MP3 Blogging Controversy

Pitchfork Media, a top indie music review site (profiled in this month’s Wired) of which I’ve been a fan since 1999, is embroiled in a shake-up concerning the posting of MP3’s and the etiquette inherent to linking through to said files.

On Tuesday, Pitchfork secured an exclusive right to post “Summer Song,” from the upcoming Decemberists record.

According to Stereogum:

…[T]here are a number of tacit rules that the music blogging community seems to agree upon. Most are pretty obvious (e.g., if a label asks you to take an MP3 down, you take it down!)…. Don’t deeplink to other bloggers’ MP3, right? I think we can all agree that if some blogger takes the time to share a song, and put it in an editorial context, one must link to his/her post (not the file) as a courtesy…. Ah, but there are exceptions: we all freely deeplink to songs on official band websites, MySpace, corporate sites…

Pitchfork, clearly NOT a corporate site, was forced to shut down its download hub after many corporate media music sites — including AOL, USA Today, and Rolling Stone) went ahead and deep-linked to the file (not Pitchfork’s site/post), in effect circumventing Capitol’s exclusive licensing to Pitchfork and offering the file as if it were licensed to them.
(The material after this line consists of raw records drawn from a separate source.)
use crate::config::{MAX_THROW_DISTANCE, MIN_THROW_DISTANCE};
use rand::{Rng, SeedableRng};
use rand_chacha::ChaCha8Rng;

/// Anything that can hand out throw distances in meters.
pub trait DistanceSource {
    fn next_distance(&mut self) -> u32;
}

/// Uniform throw distances over `MIN_THROW_DISTANCE..=MAX_THROW_DISTANCE`.
#[derive(Debug, Clone)]
pub struct ThrowGenerator {
    rng: ChaCha8Rng,
}

impl ThrowGenerator {
    /// Generator seeded from OS entropy.
    pub fn new() -> Self {
        ThrowGenerator {
            rng: ChaCha8Rng::from_entropy(),
        }
    }

    /// Reproducible generator, same seed gives the same sequence of throws.
    pub fn with_seed(seed: u64) -> Self {
        ThrowGenerator {
            rng: ChaCha8Rng::seed_from_u64(seed),
        }
    }
}

impl Default for ThrowGenerator {
    fn default() -> Self {
        Self::new()
    }
}

impl DistanceSource for ThrowGenerator {
    fn next_distance(&mut self) -> u32 {
        self.rng.gen_range(MIN_THROW_DISTANCE..=MAX_THROW_DISTANCE)
    }
}

/// Replays a fixed list of distances, cycling when exhausted.
#[cfg(test)]
#[derive(Debug, Clone)]
pub(crate) struct ScriptedDistances {
    distances: Vec<u32>,
    next: usize,
}

#[cfg(test)]
impl ScriptedDistances {
    pub(crate) fn new(distances: &[u32]) -> Self {
        assert!(!distances.is_empty(), "script needs at least one distance");
        ScriptedDistances {
            distances: distances.to_vec(),
            next: 0,
        }
    }
}

#[cfg(test)]
impl DistanceSource for ScriptedDistances {
    fn next_distance(&mut self) -> u32 {
        let distance = self.distances[self.next % self.distances.len()];
        self.next += 1;
        distance
    }
}

#[cfg(test)]
mod tests {
    use super::*;
    use std::collections::HashSet;

    #[test]
    fn test_distances_stay_in_range() {
        let mut generator = ThrowGenerator::with_seed(7);
        for _ in 0..10_000 {
            let d = generator.next_distance();
            assert!((MIN_THROW_DISTANCE..=MAX_THROW_DISTANCE).contains(&d), "out of range: {}", d);
        }
    }

    #[test]
    fn test_every_distance_reachable() {
        // 51 values, 20k draws: every bucket should be hit
        let mut generator = ThrowGenerator::with_seed(1234);
        let seen: HashSet<u32> = (0..20_000).map(|_| generator.next_distance()).collect();
        assert_eq!(seen.len(), (MAX_THROW_DISTANCE - MIN_THROW_DISTANCE + 1) as usize);
        assert!(seen.contains(&MIN_THROW_DISTANCE));
        assert!(seen.contains(&MAX_THROW_DISTANCE));
    }

    #[test]
    fn test_seeded_generators_agree() {
        let mut a = ThrowGenerator::with_seed(42);
        let mut b = ThrowGenerator::with_seed(42);
        let seq_a: Vec<u32> = (0..20).map(|_| a.next_distance()).collect();
        let seq_b: Vec<u32> = (0..20).map(|_| b.next_distance()).collect();
        assert_eq!(seq_a, seq_b);
    }

    #[test]
    fn test_scripted_distances_cycle() {
        let mut script = ScriptedDistances::new(&[80, 65]);
        assert_eq!(script.next_distance(), 80);
        assert_eq!(script.next_distance(), 65);
        assert_eq!(script.next_distance(), 80);
    }
}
Personally, I’m not so comfortable with deeplinking thru to even corporate sites, however, I do often post MP3 files that I have downloaded myself (legally) and host on my own server for others to stream (by RIAA definition — illegally).

For example, click here to visit AOL Video’s exclusive on Bob Dylan’s new video starring Scarlett Johanssen.
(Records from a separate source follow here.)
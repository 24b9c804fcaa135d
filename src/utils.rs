use std::f32::consts::PI;

/// Linear interpolation between two f32 values
pub fn lerp(start: f32, end: f32, alpha: f32) -> f32 {
    start + (end - start) * alpha
}

/// Height of a half-sine arc at `alpha` in [0, 1]: 0 at both ends, `height` at 0.5
pub fn sine_arc(height: f32, alpha: f32) -> f32 {
    (alpha * PI).sin() * height
}

/// d/dalpha of [`sine_arc`]
pub fn sine_arc_slope(height: f32, alpha: f32) -> f32 {
    (alpha * PI).cos() * PI * height
}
Click below to listen to Leonard Cohen performing “Tower of Song” with U2, from the I’m Your Man soundtrack (I own this, but even streaming it without paying royalties is considered illegal).

Finally, there’s Live365, on which I’ve broadcasted (WOOZradio) for 7 years. Early in the Napster/RIAA controversy, they worked out a sweet deal to ensure that the proper royalties were being paid and that all broadcasters were producing legal ‘casts.

The main issue with the Pitchfork controversy from my p.o.v. is that — it should be just as illegal for AOL, Rolling Stone, etc to provide access to Pitchfork’s licensed MP3 posting (without linking through to the page on which the file is posted) as it would be to host said file without proper permission / license.

Dave @ Rawkblog has more on Pitchfork’s legal & “illegal” MP3 hosting, its implications, as well as aural evidence of the soon-to-drop Joanna Newsom bombshell, Y’s.